To assess whether men who have sex with men (MSM) are more likely to report unprotected anal intercourse (UAI) with partners met on-line compared with those met off-line.Methods:
A total of 6122 individuals consented to participate in an anonymous behavioral survey on-line. This event-based analysis is limited to the 1683 men from the United States and Canada who had sex in the 3 months before the study and reported that their last sexual encounter included a new or casual male partner or partners. Prevalence and predictors of UAI were analyzed separately for the 386 men reporting more than 1 partner (multiple) and the 1297 men reporting only 1 (single) partner in their last encounter.Results:
Of the 1683 MSM recruited on-line, 51% met their partner(s) in their last sexual encounter on-line and 23% reported UAI. No difference in risk for UAI was found for partners met on-line versus off-line in the bivariate or multivariate analyses.

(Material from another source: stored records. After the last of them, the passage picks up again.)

/*
    family-playlist-export | Rust CLI tool to export family playlists with Qobuz links.
    Copyright (C) 2025  The family-playlist-export contributors

    This program is free software: you can redistribute it and/or modify
    it under the terms of the GNU Affero General Public License as published
    by the Free Software Foundation, either version 3 of the License, or
    (at your option) any later version.

    This program is distributed in the hope that it will be useful,
    but WITHOUT ANY WARRANTY; without even the implied warranty of
    MERCHANTABILITY or FITNESS FOR A PARTICULAR PURPOSE.  See the
    GNU Affero General Public License for more details.

    You should have received a copy of the GNU Affero General Public License
    along with this program.  If not, see <https://www.gnu.org/licenses/>.
*/

/// Search page of the Qobuz US catalog. The encoded query is appended as-is.
pub const QOBUZ_SEARCH_URL: &str = "https://www.qobuz.com/us-en/search?q=";

/// Builds a Qobuz search link for a track.
///
/// The query is `"{artist} {track}"` encoded as a form value: unreserved
/// characters are kept, spaces become `+` and everything else is
/// percent-encoded (a literal `+` becomes `%2B`).
pub fn generate_link(track_name: &str, artist_name: &str) -> String {
    let query = format!("{} {}", artist_name, track_name);
    format!("{}{}", QOBUZ_SEARCH_URL, encode_query_value(&query))
}

fn encode_query_value(value: &str) -> String {
    // `urlencoding` emits %20 for spaces; any literal '+' is already %2B.
    urlencoding::encode(value).replace("%20", "+")
}

#[cfg(test)]
mod tests {
    use super::*;

    fn decoded_query(link: &str) -> String {
        let raw = link
            .strip_prefix(QOBUZ_SEARCH_URL)
            .expect("link should start with the search URL");
        urlencoding::decode(&raw.replace('+', " "))
            .expect("query should be valid UTF-8")
            .into_owned()
    }

    #[test]
    fn test_blue_monday() {
        let link = generate_link("Blue Monday", "New Order");
        assert_eq!(
            link,
            "https://www.qobuz.com/us-en/search?q=New+Order+Blue+Monday"
        );
        assert_eq!(decoded_query(&link), "New Order Blue Monday");
    }

    #[test]
    fn test_punctuation_is_percent_encoded() {
        let link = generate_link("What's Going On?", "Marvin Gaye");
        assert_eq!(
            link,
            "https://www.qobuz.com/us-en/search?q=Marvin+Gaye+What%27s+Going+On%3F"
        );
    }

    #[test]
    fn test_literal_plus_and_ampersand_survive() {
        let link = generate_link("1+1 & You", "Beyoncé");
        let query = link.strip_prefix(QOBUZ_SEARCH_URL).unwrap();

        assert!(!query.contains('&'));
        assert!(query.contains("%2B"));
        assert_eq!(decoded_query(&link), "Beyoncé 1+1 & You");
    }

    #[test]
    fn test_empty_input_still_builds_a_link() {
        let link = generate_link("", "");
        assert_eq!(link, "https://www.qobuz.com/us-en/search?q=+");
        assert_eq!(decoded_query(&link), " ");
    }

    #[test]
    fn test_decoded_query_is_artist_then_track() {
        let cases = [
            ("Hey Jude", "The Beatles"),
            ("Bohemian Rhapsody", "Queen"),
            ("Águas de Março", "Elis Regina"),
            ("100% Pure Love", "Crystal Waters"),
            ("a/b?c=d#e", "x~y_z.w-v"),
            ("  spaced  out  ", "  "),
            ("東京", "椎名林檎"),
        ];

        for (track, artist) in cases {
            let link = generate_link(track, artist);
            assert!(!link.contains(' '), "unencoded space in {}", link);
            assert_eq!(decoded_query(&link), format!("{} {}", artist, track));
        }
    }
}
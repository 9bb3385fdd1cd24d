/*
    family-playlist-export | Rust CLI tool to export family playlists with Qobuz links.
    Copyright (C) 2025  The family-playlist-export contributors

    This program is free software: you can redistribute it and/or modify
    it under the terms of the GNU Affero General Public License as published
    by the Free Software Foundation, either version 3 of the License, or
    (at your option) any later version.

    This program is distributed in the hope that it will be useful,
    but WITHOUT ANY WARRANTY; without even the implied warranty of
    MERCHANTABILITY or FITNESS FOR A PARTICULAR PURPOSE.  See the
    GNU Affero General Public License for more details.

    You should have received a copy of the GNU Affero General Public License
    along with this program.  If not, see <https://www.gnu.org/licenses/>.
*/

pub mod auth;
pub mod bootstrap;
pub mod config;
pub mod export;
pub mod link;
pub mod models;
pub mod orchestrator;
pub mod output;

// Re-export key items for convenience
pub use auth::{create_session, SpotifySession, SpotifySessions, SCOPE};
pub use bootstrap::{BootstrapError, BootstrapReport, Bootstrapper};
pub use config::{ConfigError, Registry, SpotifyConfig, UserEntry};
pub use export::{export_for_user, track_pages, ExportError, PlaylistSource};
pub use link::generate_link;
pub use models::{ExportSummary, PlaylistRef, TrackEntry, TrackPage, TrackRecord};
pub use orchestrator::{export_all, run, SessionFactory};
pub use output::{write_csv_file, write_records, CSV_HEADER, DEFAULT_OUTPUT};
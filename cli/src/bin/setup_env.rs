/*
    family-playlist-export | Rust CLI tool to export family playlists with Qobuz links.
    Copyright (C) 2025  The family-playlist-export contributors

    This program is free software: you can redistribute it and/or modify
    it under the terms of the GNU Affero General Public License as published
    by the Free Software Foundation, either version 3 of the License, or
    (at your option) any later version.

    This program is distributed in the hope that it will be useful,
    but WITHOUT ANY WARRANTY; without even the implied warranty of
    MERCHANTABILITY or FITNESS FOR A PARTICULAR PURPOSE.  See the
    GNU Affero General Public License for more details.

    You should have received a copy of the GNU Affero General Public License
    along with this program.  If not, see <https://www.gnu.org/licenses/>.
*/

use export_core::bootstrap::{Bootstrapper, EnvState};
use std::process;

fn main() {
    env_logger::Builder::from_env(env_logger::Env::default().default_filter_or("info")).init();

    let mut bootstrapper = Bootstrapper::new();
    if let Some(python) = std::env::var_os("PYTHON") {
        bootstrapper = bootstrapper.interpreter(python);
    }

    match bootstrapper.ensure_environment() {
        Ok(report) => {
            if report.env == EnvState::AlreadyPresent {
                log::debug!("Reused existing environment {}", report.env_dir.display());
            }
            println!();
            println!("{}", report);
            println!("[OK] Environment ready!");
            println!("To activate it, run:");
            println!("  {}", report.activation_hint());
        }
        Err(e) => {
            eprintln!();
            eprintln!("[ERROR] Environment setup failed: {}", e);
            process::exit(1);
        }
    }
}
/*
    family-playlist-export | Rust CLI tool to export family playlists with Qobuz links.
    Copyright (C) 2025  The family-playlist-export contributors

    This program is free software: you can redistribute it and/or modify
    it under the terms of the GNU Affero General Public License as published
    by the Free Software Foundation, either version 3 of the License, or
    (at your option) any later version.

    This program is distributed in the hope that it will be useful,
    but WITHOUT ANY WARRANTY; without even the implied warranty of
    MERCHANTABILITY or FITNESS FOR A PARTICULAR PURPOSE.  See the
    GNU Affero General Public License for more details.

    You should have received a copy of the GNU Affero General Public License
    along with this program.  If not, see <https://www.gnu.org/licenses/>.
*/

use crate::link::generate_link;
use serde::Serialize;
use std::path::PathBuf;

/// A playlist as listed on the first page of the user's playlists.
#[derive(Debug, Clone, PartialEq, Eq)]
pub struct PlaylistRef {
    pub id: String,
    pub name: String,
}

/// A resolved track inside a playlist page.
#[derive(Debug, Clone, PartialEq, Eq)]
pub struct TrackEntry {
    pub name: String,
    pub artists: Vec<String>,
    pub album: String,
}

impl TrackEntry {
    /// Name of the first listed artist. Co-artists are not exported.
    pub fn primary_artist(&self) -> &str {
        self.artists.first().map(String::as_str).unwrap_or_default()
    }
}

/// One page of playlist items.
///
/// `None` items are entries whose track reference is null (removed from the
/// catalog) or that are not tracks at all. `next` is the offset of the
/// following page, if there is one.
#[derive(Debug, Clone, Default)]
pub struct TrackPage {
    pub items: Vec<Option<TrackEntry>>,
    pub next: Option<u32>,
}

/// One exported CSV row.
#[derive(Debug, Clone, PartialEq, Eq, Serialize)]
pub struct TrackRecord {
    #[serde(rename = "User")]
    pub user: String,
    #[serde(rename = "Playlist")]
    pub playlist: String,
    #[serde(rename = "Track")]
    pub track: String,
    #[serde(rename = "Artist")]
    pub artist: String,
    #[serde(rename = "Album")]
    pub album: String,
    #[serde(rename = "Qobuz_Search_Link")]
    pub search_link: String,
}

impl TrackRecord {
    pub fn new(user: &str, playlist: &str, track: TrackEntry) -> Self {
        let artist = track.primary_artist().to_string();
        let search_link = generate_link(&track.name, &artist);

        Self {
            user: user.to_string(),
            playlist: playlist.to_string(),
            track: track.name,
            artist,
            album: track.album,
            search_link,
        }
    }
}

/// Result of a completed export run.
#[derive(Debug, Default)]
pub struct ExportSummary {
    pub users: usize,
    pub records: usize,
    pub output: PathBuf,
}
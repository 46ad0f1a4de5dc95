//! tests/template_tests.rs
//! Salida exacta del mensaje para las formas de ruta más comunes.

#[cfg(test)]
mod tests {
    use chrono::{TimeZone, Utc};

    use crate::models::channel_model::Channel;
    use crate::models::dispatch_model::{DispatchRecord, DispatchStatus};
    use crate::models::entity_model::Route;
    use crate::services::template_service::{TemplateEngine, VehicleView};
    use crate::tests::support::{booking, driver, route, vehicle, ROUTE_ID};

    fn dispatch_record() -> DispatchRecord {
        let created = Utc.with_ymd_and_hms(2025, 3, 14, 7, 30, 0).unwrap();
        DispatchRecord {
            id: "d-1".to_string(),
            route_id: ROUTE_ID.to_string(),
            driver_id: "drv".to_string(),
            status: DispatchStatus::Pending,
            requested_channels: vec![Channel::Email],
            metadata: None,
            created_at: created,
            updated_at: created,
        }
    }

    fn bare_route() -> Route {
        Route {
            id: ROUTE_ID.to_string(),
            name: "Night Run".to_string(),
            code: None,
            date: "2025-03-15".to_string(),
            planned_start_time: None,
            planned_end_time: Some("  ".to_string()),
            total_stops: 0,
            total_distance_km: None,
            total_duration_minutes: None,
            vehicle_id: None,
            driver_id: None,
        }
    }

    #[test]
    fn renders_full_route() {
        let engine = TemplateEngine::new("https://app.example.com/");
        let d = driver("drv", Some("ana@example.com"), None, None, false);
        let r = route(ROUTE_ID, Some("v"));
        let v = vehicle("v");

        let mut second = booking(ROUTE_ID, 2, "Blue Spa");
        second.address = "99 Oak Ave".to_string();
        second.special_instructions = Some("Gate code 4411".to_string());
        let mut first = booking(ROUTE_ID, 1, "Acme Pools");
        first.address = "12 Main St".to_string();
        first.scheduled_time = Some("08:30".to_string());
        first.services = Some("Pool cleaning".to_string());
        first.maps_url =
            Some("https://www.google.com/maps/dir/?api=1&destination=40.1,-75.2".to_string());

        let context = engine.build_context(&dispatch_record(), &d, &r, Some(&v), &[second, first]);
        let text = engine.render(&context);

        let expected = "\
Route Assignment: Downtown Loop (DT-01)
Date: 2025-03-14
Planned: 08:00 - 16:30
Driver: Ana Lopez
Vehicle: Van 3 (ABC-123) - Ford Transit
Stops: 2 | Distance: 12.3 km | Duration: 95 min

Stops:
1. Acme Pools
   Address: 12 Main St
   Time: 08:30
   Services: Pool cleaning
   Map: https://www.google.com/maps/dir/?api=1&destination=40.1,-75.2
2. Blue Spa
   Address: 99 Oak Ave
   Notes: Gate code 4411

Route map: https://app.example.com/routes.html?routeId=6f1a2b3c-4d5e-4f60-8a7b-9c0d1e2f3a4b
Dispatched at: 2025-03-14T07:30:00Z";

        assert_eq!(text, expected);
    }

    #[test]
    fn renders_route_without_vehicle_or_stops() {
        let engine = TemplateEngine::new("https://app.example.com");
        let d = driver("drv", None, Some("42"), None, false);

        let context = engine.build_context(&dispatch_record(), &d, &bare_route(), None, &[]);
        assert_eq!(context.vehicle, VehicleView::Unassigned);
        assert!(context.route.planned_end_time.is_none());

        let expected = "\
Route Assignment: Night Run
Date: 2025-03-15
Driver: Ana Lopez
Vehicle: not assigned
Stops: 0

Route map: https://app.example.com/routes.html?routeId=6f1a2b3c-4d5e-4f60-8a7b-9c0d1e2f3a4b
Dispatched at: 2025-03-14T07:30:00Z";

        assert_eq!(engine.render(&context), expected);
    }

    #[test]
    fn rendering_is_deterministic() {
        let engine = TemplateEngine::new("https://app.example.com");
        let d = driver("drv", None, Some("42"), None, false);
        let r = route(ROUTE_ID, None);
        let bookings = vec![booking(ROUTE_ID, 1, "A"), booking(ROUTE_ID, 2, "B")];

        let first = engine.render(&engine.build_context(&dispatch_record(), &d, &r, None, &bookings));
        let second = engine.render(&engine.build_context(&dispatch_record(), &d, &r, None, &bookings));
        assert_eq!(first, second);
    }

    #[test]
    fn route_id_is_url_encoded_in_map_link() {
        let engine = TemplateEngine::new("https://app.example.com");
        let d = driver("drv", None, Some("42"), None, false);
        let mut r = bare_route();
        r.id = "route a&b".to_string();

        let context = engine.build_context(&dispatch_record(), &d, &r, None, &[]);
        assert_eq!(
            context.route_map_url,
            "https://app.example.com/routes.html?routeId=route%20a%26b"
        );
    }

    #[test]
    fn text_is_not_escaped_for_any_channel() {
        let engine = TemplateEngine::new("https://app.example.com");
        let d = driver("drv", None, Some("42"), None, false);
        let mut r = bare_route();
        r.name = "North_Side *Express* <b>".to_string();

        let text = engine.render(&engine.build_context(&dispatch_record(), &d, &r, None, &[]));
        assert!(text.starts_with("Route Assignment: North_Side *Express* <b>\n"));
    }
}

In a multivariate analysis of men with multiple-partner encounters, UAI was significantly associated with being HIV-seropositive (adjusted odds ratio [OR] = 2.87; P = 0.02) in a model that included age; education; whether partners were met on-line or off-line; and use of crystal methamphetamine, sildenafil, or alcohol before sex. Using the same model, significant predictors of UAI in men reporting a single-partner encounter were use of crystal methamphetamine (adjusted OR = 5.67; P = 0.001) and no college degree (adjusted OR = 1.63; P = 0.01).Conclusions:
MSM recruited on-line who reported a new or casual sex partner(s) in the prior 3 months are at considerable risk of HIV or other sexually transmitted infections, but they are equally likely to report UAI whether sex partners were met on-line or off-line. The Internet may be an ideal venue for reaching high-risk MSM.